Work task:
Scan the lines below for "replace" and copy the matches.

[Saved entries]
//! Batch forecasting across products.
//!
//! A [`BatchRunner`] loads each requested product from a [`SalesSource`],
//! runs the forecast pipeline and upserts the rows into a [`ForecastSink`].
//! Products are independent and run in parallel; one product failing never
//! aborts the others.

use crate::calendar::{HolidayCalendar, PublicHolidays};
use crate::config::{ForecastConfig, MAX_HORIZON};
use crate::core::{ForecastResult, SalesRecord};
use crate::error::{ForecastError, Result};
use crate::forecaster::DemandForecaster;
use chrono::NaiveDate;
use rayon::prelude::*;
use serde::{Deserialize, Serialize};
use std::collections::BTreeMap;
use std::sync::{Arc, Mutex};
use tracing::{info, warn};

/// Identity of one product history.
#[derive(Debug, Clone, PartialEq, Eq, PartialOrd, Ord, Hash, Serialize, Deserialize)]
pub struct ProductKey {
    pub account_id: String,
    pub product_id: String,
}

impl ProductKey {
    pub fn new(account_id: impl Into<String>, product_id: impl Into<String>) -> Self {
        Self {
            account_id: account_id.into(),
            product_id: product_id.into(),
        }
    }
}

/// Supplies the raw daily rows of one product.
pub trait SalesSource: Send + Sync {
    fn load(&self, key: &ProductKey) -> Result<Vec<SalesRecord>>;
}

/// One persisted forecast day.
#[derive(Debug, Clone, PartialEq, Serialize, Deserialize)]
pub struct ForecastRow {
    pub date: NaiveDate,
    pub country: Option<String>,
    pub yhat: f64,
    pub p10: f64,
    pub p90: f64,
    pub run_id: String,
}

/// Receives forecast rows keyed by `(account, product, date)`.
pub trait ForecastSink: Send + Sync {
    /// Insert or replace one row per forecast day. Returns the rows written.
    fn upsert(
        &self,
        key: &ProductKey,
        country: Option<&str>,
        run_id: &str,
        forecast: &ForecastResult,
    ) -> Result<usize>;
}

/// In-memory sink; later writes replace earlier ones for the same day.
///
/// A write without a country keeps the country already stored for that day.
#[derive(Debug, Default)]
pub struct MemorySink {
    rows: Mutex<BTreeMap<(ProductKey, NaiveDate), ForecastRow>>,
}

impl MemorySink {
    pub fn new() -> Self {
        Self::default()
    }

    /// Stored rows of one product, by date.
    pub fn rows_for(&self, key: &ProductKey) -> Result<Vec<ForecastRow>> {
        let rows = self.lock()?;
        Ok(rows
            .iter()
            .filter(|((k, _), _)| k == key)
            .map(|(_, row)| row.clone())
            .collect())
    }

    pub fn len(&self) -> Result<usize> {
        Ok(self.lock()?.len())
    }

    pub fn is_empty(&self) -> Result<bool> {
        Ok(self.lock()?.is_empty())
    }

    fn lock(
        &self,
    ) -> Result<std::sync::MutexGuard<'_, BTreeMap<(ProductKey, NaiveDate), ForecastRow>>> {
        self.rows
            .lock()
            .map_err(|_| ForecastError::Io("forecast sink lock poisoned".to_string()))
    }
}

impl ForecastSink for MemorySink {
    fn upsert(
        &self,
        key: &ProductKey,
        country: Option<&str>,
        run_id: &str,
        forecast: &ForecastResult,
    ) -> Result<usize> {
        let mut rows = self.lock()?;
        for point in forecast.points() {
            let slot = (key.clone(), point.date);
            let country = country
                .map(str::to_string)
                .or_else(|| rows.get(&slot).and_then(|row| row.country.clone()));
            rows.insert(
                slot,
                ForecastRow {
                    date: point.date,
                    country,
                    yhat: point.yhat,
                    p10: point.p10,
                    p90: point.p90,
                    run_id: run_id.to_string(),
                },
            );
        }
        Ok(forecast.horizon())
    }
}

fn default_horizon_days() -> usize {
    30
}

/// A batch forecast request for one account.
#[derive(Debug, Clone, PartialEq, Serialize, Deserialize)]
pub struct BatchRequest {
    pub account_id: String,
    pub product_ids: Vec<String>,
    #[serde(default = "default_horizon_days")]
    pub horizon_days: usize,
    #[serde(default)]
    pub country: Option<String>,
}

impl BatchRequest {
    pub fn new(account_id: &str, product_ids: &[&str]) -> Self {
        Self {
            account_id: account_id.to_string(),
            product_ids: product_ids.iter().map(|p| p.to_string()).collect(),
            horizon_days: default_horizon_days(),
            country: None,
        }
    }

    pub fn with_horizon(mut self, horizon_days: usize) -> Self {
        self.horizon_days = horizon_days;
        self
    }

    pub fn with_country(mut self, country: &str) -> Self {
        self.country = Some(country.to_string());
        self
    }

    pub fn validate(&self) -> Result<()> {
        if !(1..=MAX_HORIZON).contains(&self.horizon_days) {
            return Err(ForecastError::InvalidConfiguration(format!(
                "horizon_days must be within 1..={}, got {}",
                MAX_HORIZON, self.horizon_days
            )));
        }
        if self.account_id.trim().is_empty() {
            return Err(ForecastError::InvalidConfiguration(
                "account_id must not be empty".to_string(),
            ));
        }
        Ok(())
    }
}

/// Headline numbers of one product's forecast.
#[derive(Debug, Clone, PartialEq, Serialize, Deserialize)]
pub struct ProductSummary {
    pub product_id: String,
    pub horizon_days: usize,
    /// Mean point forecast over the horizon.
    pub mean: f64,
    /// Lowest lower bound over the horizon.
    pub p10: f64,
    /// Highest upper bound over the horizon.
    pub p90: f64,
}

/// Per-product outcome of a batch.
#[derive(Debug, Clone, PartialEq, Serialize, Deserialize)]
#[serde(tag = "status", rename_all = "snake_case")]
pub enum ProductReport {
    Completed(ProductSummary),
    Failed { product_id: String, error: String },
}

impl ProductReport {
    pub fn product_id(&self) -> &str {
        match self {
            ProductReport::Completed(summary) => &summary.product_id,
            ProductReport::Failed { product_id, .. } => product_id,
        }
    }

    pub fn is_completed(&self) -> bool {
        matches!(self, ProductReport::Completed(_))
    }
}

#[derive(Debug, Clone, PartialEq, Serialize, Deserialize)]
pub struct BatchReport {
    pub run_id: String,
    /// One entry per requested product, in request order.
    pub products: Vec<ProductReport>,
}

impl BatchReport {
    pub fn summaries(&self) -> impl Iterator<Item = &ProductSummary> {
        self.products.iter().filter_map(|report| match report {
            ProductReport::Completed(summary) => Some(summary),
            ProductReport::Failed { .. } => None,
        })
    }

    pub fn failures(&self) -> impl Iterator<Item = &ProductReport> {
        self.products.iter().filter(|report| !report.is_completed())
    }
}

/// Runs forecasts for every product of a [`BatchRequest`].
#[derive(Clone)]
pub struct BatchRunner {
    config: ForecastConfig,
    calendar: Arc<dyn HolidayCalendar>,
}

impl BatchRunner {
    /// Runner whose requests override `config`'s horizon and country.
    pub fn new(config: ForecastConfig) -> Self {
        Self::with_calendar(config, Arc::new(PublicHolidays::new()))
    }

    pub fn with_calendar(config: ForecastConfig, calendar: Arc<dyn HolidayCalendar>) -> Self {
        Self { config, calendar }
    }

    /// Forecast every requested product.
    ///
    /// Only an invalid request is an error; product failures are reported
    /// in the returned [`BatchReport`].
    pub fn run(
        &self,
        request: &BatchRequest,
        run_id: &str,
        source: &dyn SalesSource,
        sink: &dyn ForecastSink,
    ) -> Result<BatchReport> {
        request.validate()?;

        let mut config = self.config.clone().with_horizon(request.horizon_days);
        config.country = request.country.clone();
        let forecaster = DemandForecaster::with_calendar(config, Arc::clone(&self.calendar))?;

        let products: Vec<ProductReport> = request
            .product_ids
            .par_iter()
            .map(|product_id| {
                let key = ProductKey::new(request.account_id.as_str(), product_id.as_str());
                match self.run_product(&forecaster, &key, request, run_id, source, sink) {
                    Ok(summary) => ProductReport::Completed(summary),
                    Err(e) => {
                        warn!(
                            account_id = %key.account_id,
                            product_id = %key.product_id,
                            error = %e,
                            "product forecast failed"
                        );
                        ProductReport::Failed {
                            product_id: product_id.clone(),
                            error: e.to_string(),
                        }
                    }
                }
            })
            .collect();

        let completed = products.iter().filter(|p| p.is_completed()).count();
        info!(
            run_id,
            completed,
            failed = products.len() - completed,
            "batch forecast finished"
        );

        Ok(BatchReport {
            run_id: run_id.to_string(),
            products,
        })
    }

    fn run_product(
        &self,
        forecaster: &DemandForecaster,
        key: &ProductKey,
        request: &BatchRequest,
        run_id: &str,
        source: &dyn SalesSource,
        sink: &dyn ForecastSink,
    ) -> Result<ProductSummary> {
        let records = source.load(key)?;
        let outcome = forecaster.run(&records)?;
        sink.upsert(key, request.country.as_deref(), run_id, &outcome.forecast)?;

        let summary = outcome.summary().ok_or(ForecastError::EmptyInput)?;
        Ok(ProductSummary {
            product_id: key.product_id.clone(),
            horizon_days: request.horizon_days,
            mean: summary.mean,
            p10: summary.p10,
            p90: summary.p90,
        })
    }
}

Task output:
    /// Insert or replace one row per forecast day. Returns the rows written.
/// In-memory sink; later writes replace earlier ones for the same day.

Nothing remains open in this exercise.